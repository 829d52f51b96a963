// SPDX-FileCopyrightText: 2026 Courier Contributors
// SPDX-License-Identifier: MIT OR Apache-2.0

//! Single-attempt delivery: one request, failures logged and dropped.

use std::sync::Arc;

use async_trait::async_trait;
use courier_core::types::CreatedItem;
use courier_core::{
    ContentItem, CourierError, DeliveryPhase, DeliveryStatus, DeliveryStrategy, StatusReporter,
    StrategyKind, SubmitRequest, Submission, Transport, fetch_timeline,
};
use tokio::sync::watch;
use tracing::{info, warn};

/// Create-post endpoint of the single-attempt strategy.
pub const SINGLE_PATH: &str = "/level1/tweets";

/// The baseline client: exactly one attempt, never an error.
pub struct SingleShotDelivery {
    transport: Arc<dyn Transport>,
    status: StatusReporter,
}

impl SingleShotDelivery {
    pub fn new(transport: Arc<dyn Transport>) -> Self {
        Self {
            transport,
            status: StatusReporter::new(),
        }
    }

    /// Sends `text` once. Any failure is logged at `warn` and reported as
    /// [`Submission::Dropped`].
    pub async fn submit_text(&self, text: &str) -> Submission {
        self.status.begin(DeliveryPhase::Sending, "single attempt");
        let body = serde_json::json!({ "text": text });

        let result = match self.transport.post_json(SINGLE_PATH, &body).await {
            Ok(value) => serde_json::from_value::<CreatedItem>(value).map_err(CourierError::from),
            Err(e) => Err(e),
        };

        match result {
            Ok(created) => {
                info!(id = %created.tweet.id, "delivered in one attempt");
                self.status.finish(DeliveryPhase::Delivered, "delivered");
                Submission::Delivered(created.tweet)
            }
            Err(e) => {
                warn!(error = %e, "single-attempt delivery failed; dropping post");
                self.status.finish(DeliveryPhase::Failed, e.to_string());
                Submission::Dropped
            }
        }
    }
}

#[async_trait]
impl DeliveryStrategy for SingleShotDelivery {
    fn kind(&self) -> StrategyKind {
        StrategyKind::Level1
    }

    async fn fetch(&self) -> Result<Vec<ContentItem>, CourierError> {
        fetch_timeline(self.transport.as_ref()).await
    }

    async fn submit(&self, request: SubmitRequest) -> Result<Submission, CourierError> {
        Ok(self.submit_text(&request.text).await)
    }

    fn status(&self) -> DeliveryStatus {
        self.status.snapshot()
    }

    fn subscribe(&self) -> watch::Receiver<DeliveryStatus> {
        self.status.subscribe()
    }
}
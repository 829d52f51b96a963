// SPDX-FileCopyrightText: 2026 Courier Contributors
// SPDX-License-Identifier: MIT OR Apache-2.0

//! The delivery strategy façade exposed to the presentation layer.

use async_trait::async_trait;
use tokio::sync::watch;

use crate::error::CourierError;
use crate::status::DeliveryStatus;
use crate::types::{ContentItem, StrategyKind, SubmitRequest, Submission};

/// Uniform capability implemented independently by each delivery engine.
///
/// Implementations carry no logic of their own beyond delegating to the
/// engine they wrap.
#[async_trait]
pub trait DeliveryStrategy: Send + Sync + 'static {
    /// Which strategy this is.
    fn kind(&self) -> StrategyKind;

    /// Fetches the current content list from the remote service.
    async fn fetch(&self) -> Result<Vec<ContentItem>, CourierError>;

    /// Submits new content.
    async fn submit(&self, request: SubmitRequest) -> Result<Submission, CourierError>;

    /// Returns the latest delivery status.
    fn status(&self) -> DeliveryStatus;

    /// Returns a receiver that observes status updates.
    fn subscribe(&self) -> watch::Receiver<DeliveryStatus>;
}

### Action item
Reproduce all of the entries word for word. Omit nothing.

### Written answer
repository 829d52f51b96a963
// SPDX-FileCopyrightText: 2026 Courier Contributors
// SPDX-License-Identifier: MIT OR Apache-2.0

//! Single-attempt delivery: one request, failures logged and dropped.

use std::sync::Arc;

use async_trait::async_trait;
use courier_core::types::CreatedItem;
use courier_core::{
    ContentItem, CourierError, DeliveryPhase, DeliveryStatus, DeliveryStrategy, StatusReporter,
    StrategyKind, SubmitRequest, Submission, Transport, fetch_timeline,
};
use tokio::sync::watch;
use tracing::{info, warn};

/// Create-post endpoint of the single-attempt strategy.
pub const SINGLE_PATH: &str = "/level1/tweets";

/// The baseline client: exactly one attempt, never an error.
pub struct SingleShotDelivery {
    transport: Arc<dyn Transport>,
    status: StatusReporter,
}

impl SingleShotDelivery {
    pub fn new(transport: Arc<dyn Transport>) -> Self {
        Self {
            transport,
            status: StatusReporter::new(),
        }
    }

    /// Sends `text` once. Any failure is logged at `warn` and reported as
    /// [`Submission::Dropped`].
    pub async fn submit_text(&self, text: &str) -> Submission {
        self.status.begin(DeliveryPhase::Sending, "single attempt");
        let body = serde_json::json!({ "text": text });

        let result = match self.transport.post_json(SINGLE_PATH, &body).await {
            Ok(value) => serde_json::from_value::<CreatedItem>(value).map_err(CourierError::from),
            Err(e) => Err(e),
        };

        match result {
            Ok(created) => {
                info!(id = %created.tweet.id, "delivered in one attempt");
                self.status.finish(DeliveryPhase::Delivered, "delivered");
                Submission::Delivered(created.tweet)
            }
            Err(e) => {
                warn!(error = %e, "single-attempt delivery failed; dropping post");
                self.status.finish(DeliveryPhase::Failed, e.to_string());
                Submission::Dropped
            }
        }
    }
}

#[async_trait]
impl DeliveryStrategy for SingleShotDelivery {
    fn kind(&self) -> StrategyKind {
        StrategyKind::Level1
    }

    async fn fetch(&self) -> Result<Vec<ContentItem>, CourierError> {
        fetch_timeline(self.transport.as_ref()).await
    }

    async fn submit(&self, request: SubmitRequest) -> Result<Submission, CourierError> {
        Ok(self.submit_text(&request.text).await)
    }

    fn status(&self) -> DeliveryStatus {
        self.status.snapshot()
    }

    fn subscribe(&self) -> watch::Receiver<DeliveryStatus> {
        self.status.subscribe()
    }
}
repository 829d52f51b96a963
// SPDX-FileCopyrightText: 2026 Courier Contributors
// SPDX-License-Identifier: MIT OR Apache-2.0

//! The delivery strategy façade exposed to the presentation layer.

use async_trait::async_trait;
use tokio::sync::watch;

use crate::error::CourierError;
use crate::status::DeliveryStatus;
use crate::types::{ContentItem, StrategyKind, SubmitRequest, Submission};

/// Uniform capability implemented independently by each delivery engine.
///
/// Implementations carry no logic of their own beyond delegating to the
/// engine they wrap.
#[async_trait]
pub trait DeliveryStrategy: Send + Sync + 'static {
    /// Which strategy this is.
    fn kind(&self) -> StrategyKind;

    /// Fetches the current content list from the remote service.
    async fn fetch(&self) -> Result<Vec<ContentItem>, CourierError>;

    /// Submits new content.
    async fn submit(&self, request: SubmitRequest) -> Result<Submission, CourierError>;

    /// Returns the latest delivery status.
    fn status(&self) -> DeliveryStatus;

    /// Returns a receiver that observes status updates.
    fn subscribe(&self) -> watch::Receiver<DeliveryStatus>;
}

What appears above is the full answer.